- Theatrical release poster
- Directed by: Marshall Neilan
- Screenplay by: Lamar Trotti Arthur T. Horman
- Story by: C. Graham Baker Gene Towne Sid Brod Lou Breslow
- Produced by: Sol M. Wurtzel
- Starring: Jane Withers John McGuire Sally Blane Sidney Toler Francis Ford
- Cinematography: Daniel B. Clark
- Edited by: Fred Allen
- Music by: David Buttolph
- Production company: Fox Film Corporation
- Distributed by: 20th Century Fox
- Release date: October 18, 1935;
- Running time: 63 minutes
- Country: United States
- Language: English

= This Is the Life (1935 film) =

1935 film by Marshall Neilan

This Is the Life is a 1935 American comedy film directed by Marshall Neilan and written by Lamar Trotti and Arthur T. Horman. The film stars Jane Withers, John McGuire, Sally Blane, Sidney Toler, Gloria Roy and Gordon Westcott.

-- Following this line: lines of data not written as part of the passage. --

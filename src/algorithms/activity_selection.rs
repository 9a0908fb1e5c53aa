//! Greedy activity selection on a seeded random instance.
//!
//! The instance comes from [`VizRng`], so the seed is part of the input and
//! the first step shows the generated activities before anything is sorted.

use serde::{Deserialize, Serialize};
use std::fmt;

use crate::engine::generator::{
    parse_arg, reject_unknown, AlgorithmInfo, Category, FrameView, ParamArgs, TraceGenerator,
};
use crate::engine::rng::VizRng;
use crate::engine::step::{Outcome, Trace, TraceRecorder};
use crate::error::VizResult;

const LATEST_START: u32 = 20;
const LONGEST: u32 = 6;

/// Activity selection input.
#[derive(Debug, Clone, PartialEq, Eq, Serialize, Deserialize)]
pub struct ActivityParams {
    /// How many random activities to generate.
    pub count: usize,
    /// Seed for the instance.
    pub seed: u64,
}

impl Default for ActivityParams {
    fn default() -> Self {
        Self { count: 6, seed: 42 }
    }
}

/// One half-open interval `[start, end)`.
#[derive(Debug, Clone, Copy, PartialEq, Eq, Serialize, Deserialize)]
pub struct Activity {
    /// 1-based id in generation order.
    pub id: u32,
    /// Start time.
    pub start: u32,
    /// Finish time.
    pub end: u32,
}

impl fmt::Display for Activity {
    fn fmt(&self, f: &mut fmt::Formatter<'_>) -> fmt::Result {
        write!(f, "#{} [{}, {})", self.id, self.start, self.end)
    }
}

/// Activity selection visualization state.
#[derive(Debug, Clone, PartialEq, Eq, Default, Serialize, Deserialize)]
pub struct ActivityFrame {
    /// Activities, in generation order until sorted.
    pub activities: Vec<Activity>,
    /// Whether `activities` is sorted by finish time.
    pub sorted: bool,
    /// Position being considered.
    pub considered: Option<usize>,
    /// Ids picked so far.
    pub selected: Vec<u32>,
    /// Finish time of the last pick.
    pub last_end: Option<u32>,
}

impl FrameView for ActivityFrame {
    fn render_lines(&self) -> Vec<String> {
        let mut lines: Vec<String> = self
            .activities
            .iter()
            .enumerate()
            .map(|(i, a)| {
                let bar: String = (0..LATEST_START + LONGEST)
                    .map(|t| if (a.start..a.end).contains(&t) { '=' } else { ' ' })
                    .collect();
                let mark = if self.selected.contains(&a.id) {
                    '*'
                } else if self.considered == Some(i) {
                    '>'
                } else {
                    ' '
                };
                format!("{mark}{:>3} |{bar}|", format!("#{}", a.id))
            })
            .collect();
        if let Some(end) = self.last_end {
            lines.push(format!("last finish {end}"));
        }
        lines
    }
}

/// Activity selection generator.
#[derive(Debug, Clone)]
pub struct ActivityGenerator {
    max_count: usize,
}

impl ActivityGenerator {
    /// Create a generator producing up to `max_count` activities.
    #[must_use]
    pub const fn new(max_count: usize) -> Self {
        Self { max_count }
    }
}

/// Draw `count` activities from `seed`.
#[must_use]
pub fn random_activities(count: usize, seed: u64) -> Vec<Activity> {
    let mut rng = VizRng::new(seed);
    (1..=count as u32)
        .map(|id| {
            let start = rng.gen_inclusive(0, LATEST_START - 1);
            let end = start + rng.gen_inclusive(1, LONGEST);
            Activity { id, start, end }
        })
        .collect()
}

impl TraceGenerator for ActivityGenerator {
    type Params = ActivityParams;
    type Frame = ActivityFrame;

    fn info(&self) -> AlgorithmInfo {
        AlgorithmInfo {
            id: "activity-selection",
            name: "Activity Selection",
            category: Category::Greedy,
            summary: "Most non-overlapping activities, picking the earliest finish each time",
            params: &["count", "seed"],
        }
    }

    fn generate(&self, params: &ActivityParams) -> Trace<ActivityFrame> {
        if params.count == 0 || params.count > self.max_count {
            return Trace::invalid(
                format!("Activity count must be between 1 and {}", self.max_count),
                ActivityFrame::default(),
            );
        }

        let mut frame = ActivityFrame {
            activities: random_activities(params.count, params.seed),
            ..ActivityFrame::default()
        };
        let mut rec = TraceRecorder::new();
        rec.emit_opening(
            *params == ActivityParams::default(),
            format!(
                "Generated {} random activities (seed {}); press play to select",
                params.count, params.seed
            ),
            format!(
                "Generated {} random activities (seed {})",
                params.count, params.seed
            ),
            frame.clone(),
        );

        frame
            .activities
            .sort_by_key(|a| (a.end, a.start, a.id));
        frame.sorted = true;
        rec.emit("Sort by finish time", frame.clone());

        for i in 0..frame.activities.len() {
            let a = frame.activities[i];
            frame.considered = Some(i);
            let message = match frame.last_end {
                Some(end) if a.start < end => {
                    format!("Skip {a}: starts before {end}")
                }
                _ => {
                    frame.selected.push(a.id);
                    frame.last_end = Some(a.end);
                    format!("Select {a}")
                }
            };
            rec.emit(message, frame.clone());
        }

        frame.considered = None;
        let ids: Vec<i64> = frame.selected.iter().map(|&id| i64::from(id)).collect();
        rec.finish(
            format!("Selected {} activities", ids.len()),
            frame,
            Outcome::Sequence(ids),
        )
    }

    fn apply_args(&self, current: &ActivityParams, args: &ParamArgs) -> VizResult<ActivityParams> {
        reject_unknown(args, &self.info())?;
        let mut next = current.clone();
        if let Some(count) = parse_arg(args, "count")? {
            next.count = count;
        }
        if let Some(seed) = parse_arg(args, "seed")? {
            next.seed = seed;
        }
        Ok(next)
    }
}

#[cfg(test)]
mod tests {
    use super::*;

    fn run(count: usize, seed: u64) -> Trace<ActivityFrame> {
        ActivityGenerator::new(20).generate(&ActivityParams { count, seed })
    }

    fn compatible(picked: &[Activity]) -> bool {
        let mut sorted = picked.to_vec();
        sorted.sort_by_key(|a| a.start);
        sorted.windows(2).all(|w| w[0].end <= w[1].start)
    }

    fn best_by_brute_force(all: &[Activity]) -> usize {
        (0u32..1 << all.len())
            .filter_map(|mask| {
                let picked: Vec<Activity> = all
                    .iter()
                    .enumerate()
                    .filter(|(i, _)| mask & (1 << i) != 0)
                    .map(|(_, a)| *a)
                    .collect();
                compatible(&picked).then_some(picked.len())
            })
            .max()
            .unwrap_or(0)
    }

    #[test]
    fn test_first_step_records_instance() {
        let trace = run(5, 7);
        let first = &trace.first().frame;
        assert_eq!(first.activities, random_activities(5, 7));
        assert!(!first.sorted);
        assert!(trace.first().message.starts_with("Generated 5"));
    }

    #[test]
    fn test_seed_determinism() {
        assert_eq!(run(8, 99), run(8, 99));
        assert_ne!(random_activities(8, 1), random_activities(8, 2));
    }

    #[test]
    fn test_activities_in_bounds() {
        for a in random_activities(20, 3) {
            assert!(a.start < LATEST_START);
            assert!(a.end > a.start && a.end - a.start <= LONGEST);
        }
    }

    #[test]
    fn test_selection_is_optimal() {
        for seed in 0..20 {
            let trace = run(8, seed);
            let frame = &trace.last().frame;
            let picked: Vec<Activity> = frame
                .activities
                .iter()
                .filter(|a| frame.selected.contains(&a.id))
                .copied()
                .collect();
            assert!(compatible(&picked), "seed {seed}");
            assert_eq!(picked.len(), best_by_brute_force(&frame.activities), "seed {seed}");
        }
    }

    #[test]
    fn test_outcome_lists_ids() {
        let trace = run(6, 42);
        let Some(Outcome::Sequence(ids)) = trace.outcome() else {
            panic!("expected a sequence");
        };
        let selected: Vec<i64> = trace.last().frame.selected.iter().map(|&i| i64::from(i)).collect();
        assert_eq!(ids, &selected);
        assert!(!ids.is_empty());
    }

    #[test]
    fn test_rejects_out_of_range() {
        assert!(run(0, 1).outcome().is_none());
        assert!(run(21, 1).outcome().is_none());
    }
}
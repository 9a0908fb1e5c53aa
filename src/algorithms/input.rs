//! Parsing of free-text list inputs.
//!
//! List parameters stay text until generation so a malformed list becomes
//! an explanatory one-step trace instead of an error.

/// Parse a comma- or whitespace-separated list of integers.
///
/// # Errors
///
/// Returns a user-facing message if the list is empty or a token is not an
/// integer.
pub fn parse_number_list(text: &str) -> Result<Vec<i64>, String> {
    let mut values = Vec::new();
    for token in text
        .split(|c: char| c == ',' || c.is_whitespace())
        .filter(|t| !t.is_empty())
    {
        let value = token
            .parse::<i64>()
            .map_err(|_| format!("'{token}' is not a whole number"))?;
        values.push(value);
    }
    if values.is_empty() {
        return Err("Please enter at least one number".to_string());
    }
    Ok(values)
}

/// Parse a list and enforce a maximum length.
///
/// # Errors
///
/// Returns a user-facing message if parsing fails or the list is too long.
pub fn parse_bounded_list(text: &str, max_len: usize) -> Result<Vec<i64>, String> {
    let values = parse_number_list(text)?;
    if values.len() > max_len {
        return Err(format!(
            "Please enter at most {max_len} numbers (got {})",
            values.len()
        ));
    }
    Ok(values)
}

/// Join numbers for display: `8, 4, 2, 1`.
#[must_use]
pub fn format_list(values: &[i64]) -> String {
    values
        .iter()
        .map(ToString::to_string)
        .collect::<Vec<_>>()
        .join(", ")
}

/// Render a row of cells padded to a common width.
#[must_use]
pub fn format_row<T: ToString>(cells: &[T], width: usize) -> String {
    cells
        .iter()
        .map(|c| format!("{:>width$}", c.to_string()))
        .collect::<Vec<_>>()
        .join(" ")
}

The film was released on October 18, 1935, by 20th Century Fox.

==Cast==
- Jane Withers as Geraldine 'Jerry' Revier
- John McGuire as Michael Grant
- Sally Blane as Helen Davis
- Sidney Toler as Professor Lafcadio F. Breckenridge
- Gloria Roy as Diane Revier
- Gordon Westcott as Ed Revier
- Francis Ford as 'Sticky' Jones
- Emma Dunn as Mrs. Davis

==Critical reception==
Variety wrote "pathos, sympathetic appeal and some amusing comedy touches combine to make this release palatable." They wrote that the film was built around the talents of its star, Jane Withers, and that she sang and danced well and played one of the most "natural parts any child performer has been given on the screen. A sort of female Jackie Cooper." John McGuire and Sidney Toler were also acknowledged for the quality of their performances.